▸ **WHAT YOU HAVE TO DO**
Repeat the first line of the listing and each line after it, exactly, through the line containing "dates embedded in".

§ §

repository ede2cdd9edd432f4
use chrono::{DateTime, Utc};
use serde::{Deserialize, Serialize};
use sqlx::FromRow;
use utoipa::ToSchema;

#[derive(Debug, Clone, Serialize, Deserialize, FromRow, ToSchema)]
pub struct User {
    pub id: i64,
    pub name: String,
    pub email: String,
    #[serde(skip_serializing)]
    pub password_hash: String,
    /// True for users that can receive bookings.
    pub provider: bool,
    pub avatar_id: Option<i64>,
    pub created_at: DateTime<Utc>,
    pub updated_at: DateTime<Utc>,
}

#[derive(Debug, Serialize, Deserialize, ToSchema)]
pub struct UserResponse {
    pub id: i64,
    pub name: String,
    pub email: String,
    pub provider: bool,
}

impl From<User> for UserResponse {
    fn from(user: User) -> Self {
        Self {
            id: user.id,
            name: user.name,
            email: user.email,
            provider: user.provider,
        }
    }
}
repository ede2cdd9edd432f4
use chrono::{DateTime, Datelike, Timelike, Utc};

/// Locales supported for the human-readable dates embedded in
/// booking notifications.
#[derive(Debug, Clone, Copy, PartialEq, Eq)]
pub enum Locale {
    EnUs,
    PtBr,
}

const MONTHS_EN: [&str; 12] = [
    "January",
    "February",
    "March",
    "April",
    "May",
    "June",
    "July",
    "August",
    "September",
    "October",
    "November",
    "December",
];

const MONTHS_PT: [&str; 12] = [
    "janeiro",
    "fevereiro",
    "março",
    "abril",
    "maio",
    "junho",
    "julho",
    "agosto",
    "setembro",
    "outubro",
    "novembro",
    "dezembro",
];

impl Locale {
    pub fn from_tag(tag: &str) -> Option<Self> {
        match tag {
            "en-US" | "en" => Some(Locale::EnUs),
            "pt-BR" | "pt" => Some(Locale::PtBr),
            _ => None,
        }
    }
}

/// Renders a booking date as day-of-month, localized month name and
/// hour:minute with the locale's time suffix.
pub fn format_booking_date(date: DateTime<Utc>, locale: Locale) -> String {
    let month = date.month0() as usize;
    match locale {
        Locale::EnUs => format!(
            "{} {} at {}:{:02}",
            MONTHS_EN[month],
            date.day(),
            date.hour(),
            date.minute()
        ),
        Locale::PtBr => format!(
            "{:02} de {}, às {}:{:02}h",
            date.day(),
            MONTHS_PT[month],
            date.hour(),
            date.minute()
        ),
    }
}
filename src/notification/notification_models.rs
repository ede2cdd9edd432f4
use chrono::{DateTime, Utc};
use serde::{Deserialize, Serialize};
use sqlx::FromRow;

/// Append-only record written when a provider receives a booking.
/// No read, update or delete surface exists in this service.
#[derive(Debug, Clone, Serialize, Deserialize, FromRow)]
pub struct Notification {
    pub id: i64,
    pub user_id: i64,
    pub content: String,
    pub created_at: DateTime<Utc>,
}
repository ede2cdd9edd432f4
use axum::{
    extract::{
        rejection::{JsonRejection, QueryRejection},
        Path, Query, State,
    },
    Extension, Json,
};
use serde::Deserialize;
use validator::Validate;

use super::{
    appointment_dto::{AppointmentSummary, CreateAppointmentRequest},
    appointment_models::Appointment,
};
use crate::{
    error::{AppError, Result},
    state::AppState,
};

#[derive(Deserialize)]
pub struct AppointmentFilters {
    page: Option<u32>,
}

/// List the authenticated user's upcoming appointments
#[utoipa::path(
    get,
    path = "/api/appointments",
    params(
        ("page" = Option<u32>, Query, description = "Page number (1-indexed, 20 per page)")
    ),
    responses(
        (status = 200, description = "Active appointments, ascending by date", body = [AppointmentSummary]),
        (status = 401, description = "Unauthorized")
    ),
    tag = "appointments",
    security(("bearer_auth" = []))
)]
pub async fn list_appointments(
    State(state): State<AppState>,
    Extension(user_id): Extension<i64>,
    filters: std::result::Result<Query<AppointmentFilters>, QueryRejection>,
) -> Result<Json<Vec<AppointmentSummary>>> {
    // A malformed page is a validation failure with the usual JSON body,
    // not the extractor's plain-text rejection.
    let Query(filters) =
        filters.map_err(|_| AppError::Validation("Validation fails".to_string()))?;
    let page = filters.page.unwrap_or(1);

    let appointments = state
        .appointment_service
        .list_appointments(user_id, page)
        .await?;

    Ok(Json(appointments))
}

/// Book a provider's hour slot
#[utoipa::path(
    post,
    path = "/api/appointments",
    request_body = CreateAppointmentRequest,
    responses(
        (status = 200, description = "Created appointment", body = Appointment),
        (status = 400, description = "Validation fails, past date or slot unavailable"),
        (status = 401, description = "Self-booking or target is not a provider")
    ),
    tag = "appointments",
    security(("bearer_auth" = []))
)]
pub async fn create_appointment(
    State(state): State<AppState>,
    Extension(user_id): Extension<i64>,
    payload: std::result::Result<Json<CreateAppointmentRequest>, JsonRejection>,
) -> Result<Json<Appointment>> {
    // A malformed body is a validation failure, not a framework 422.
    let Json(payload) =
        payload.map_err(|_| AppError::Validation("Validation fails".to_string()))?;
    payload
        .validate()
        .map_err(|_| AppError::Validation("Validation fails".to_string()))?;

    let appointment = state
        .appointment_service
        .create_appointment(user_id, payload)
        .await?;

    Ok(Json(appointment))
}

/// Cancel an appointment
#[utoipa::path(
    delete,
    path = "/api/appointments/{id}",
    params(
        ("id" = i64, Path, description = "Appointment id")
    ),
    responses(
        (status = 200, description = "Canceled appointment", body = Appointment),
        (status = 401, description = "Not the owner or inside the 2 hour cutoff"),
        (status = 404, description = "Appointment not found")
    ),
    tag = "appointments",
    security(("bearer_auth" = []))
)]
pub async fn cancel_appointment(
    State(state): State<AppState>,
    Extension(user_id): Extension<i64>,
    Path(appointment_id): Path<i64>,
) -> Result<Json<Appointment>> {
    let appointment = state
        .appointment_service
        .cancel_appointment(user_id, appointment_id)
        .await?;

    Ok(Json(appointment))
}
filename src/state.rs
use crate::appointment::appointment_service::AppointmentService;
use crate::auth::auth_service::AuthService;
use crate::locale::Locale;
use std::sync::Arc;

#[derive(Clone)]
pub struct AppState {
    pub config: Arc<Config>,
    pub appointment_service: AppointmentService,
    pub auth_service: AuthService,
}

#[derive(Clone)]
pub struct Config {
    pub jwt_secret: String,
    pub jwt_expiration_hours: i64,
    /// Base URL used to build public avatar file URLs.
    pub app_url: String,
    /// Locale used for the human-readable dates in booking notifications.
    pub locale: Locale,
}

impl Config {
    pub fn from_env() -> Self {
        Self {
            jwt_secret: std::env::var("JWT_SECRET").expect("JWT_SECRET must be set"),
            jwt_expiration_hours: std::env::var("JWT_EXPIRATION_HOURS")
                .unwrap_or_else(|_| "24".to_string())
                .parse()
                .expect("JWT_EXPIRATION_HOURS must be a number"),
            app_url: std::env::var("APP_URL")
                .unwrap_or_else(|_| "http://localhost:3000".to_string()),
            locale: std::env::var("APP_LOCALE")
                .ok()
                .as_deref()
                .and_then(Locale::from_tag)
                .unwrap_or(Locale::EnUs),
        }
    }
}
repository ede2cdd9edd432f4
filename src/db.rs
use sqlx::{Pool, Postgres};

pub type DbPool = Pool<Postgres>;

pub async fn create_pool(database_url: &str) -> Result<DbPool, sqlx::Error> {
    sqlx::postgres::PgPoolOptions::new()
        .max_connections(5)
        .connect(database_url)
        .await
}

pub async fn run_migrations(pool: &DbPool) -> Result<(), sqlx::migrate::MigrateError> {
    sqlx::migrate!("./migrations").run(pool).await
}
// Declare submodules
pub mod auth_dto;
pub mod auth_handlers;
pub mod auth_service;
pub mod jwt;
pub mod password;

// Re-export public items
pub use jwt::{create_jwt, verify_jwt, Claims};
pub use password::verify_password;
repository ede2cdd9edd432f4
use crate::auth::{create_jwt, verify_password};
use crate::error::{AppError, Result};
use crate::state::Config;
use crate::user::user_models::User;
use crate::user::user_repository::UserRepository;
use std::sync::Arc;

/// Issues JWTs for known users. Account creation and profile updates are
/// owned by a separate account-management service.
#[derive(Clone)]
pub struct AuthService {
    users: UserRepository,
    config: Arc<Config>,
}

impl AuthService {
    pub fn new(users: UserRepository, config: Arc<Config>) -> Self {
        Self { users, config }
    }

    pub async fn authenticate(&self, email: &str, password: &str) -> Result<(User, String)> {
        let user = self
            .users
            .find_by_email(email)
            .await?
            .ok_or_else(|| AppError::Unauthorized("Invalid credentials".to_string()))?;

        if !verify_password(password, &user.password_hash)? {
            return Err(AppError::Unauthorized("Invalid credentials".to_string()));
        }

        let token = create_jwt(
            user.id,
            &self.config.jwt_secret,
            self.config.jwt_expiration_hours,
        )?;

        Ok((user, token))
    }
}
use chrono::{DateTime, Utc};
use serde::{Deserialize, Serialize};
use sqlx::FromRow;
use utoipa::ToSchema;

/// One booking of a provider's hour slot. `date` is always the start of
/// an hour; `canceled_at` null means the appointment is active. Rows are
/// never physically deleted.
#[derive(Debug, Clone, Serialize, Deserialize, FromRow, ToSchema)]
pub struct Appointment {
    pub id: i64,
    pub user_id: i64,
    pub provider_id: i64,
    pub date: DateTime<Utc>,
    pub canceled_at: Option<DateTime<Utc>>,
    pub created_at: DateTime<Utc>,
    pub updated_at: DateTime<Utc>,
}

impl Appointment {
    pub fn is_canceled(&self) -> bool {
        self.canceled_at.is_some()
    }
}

§ §

▸ **THE ANSWER**
repository ede2cdd9edd432f4
use chrono::{DateTime, Utc};
use serde::{Deserialize, Serialize};
use sqlx::FromRow;
use utoipa::ToSchema;

#[derive(Debug, Clone, Serialize, Deserialize, FromRow, ToSchema)]
pub struct User {
    pub id: i64,
    pub name: String,
    pub email: String,
    #[serde(skip_serializing)]
    pub password_hash: String,
    /// True for users that can receive bookings.
    pub provider: bool,
    pub avatar_id: Option<i64>,
    pub created_at: DateTime<Utc>,
    pub updated_at: DateTime<Utc>,
}

#[derive(Debug, Serialize, Deserialize, ToSchema)]
pub struct UserResponse {
    pub id: i64,
    pub name: String,
    pub email: String,
    pub provider: bool,
}

impl From<User> for UserResponse {
    fn from(user: User) -> Self {
        Self {
            id: user.id,
            name: user.name,
            email: user.email,
            provider: user.provider,
        }
    }
}
repository ede2cdd9edd432f4
use chrono::{DateTime, Datelike, Timelike, Utc};

/// Locales supported for the human-readable dates embedded in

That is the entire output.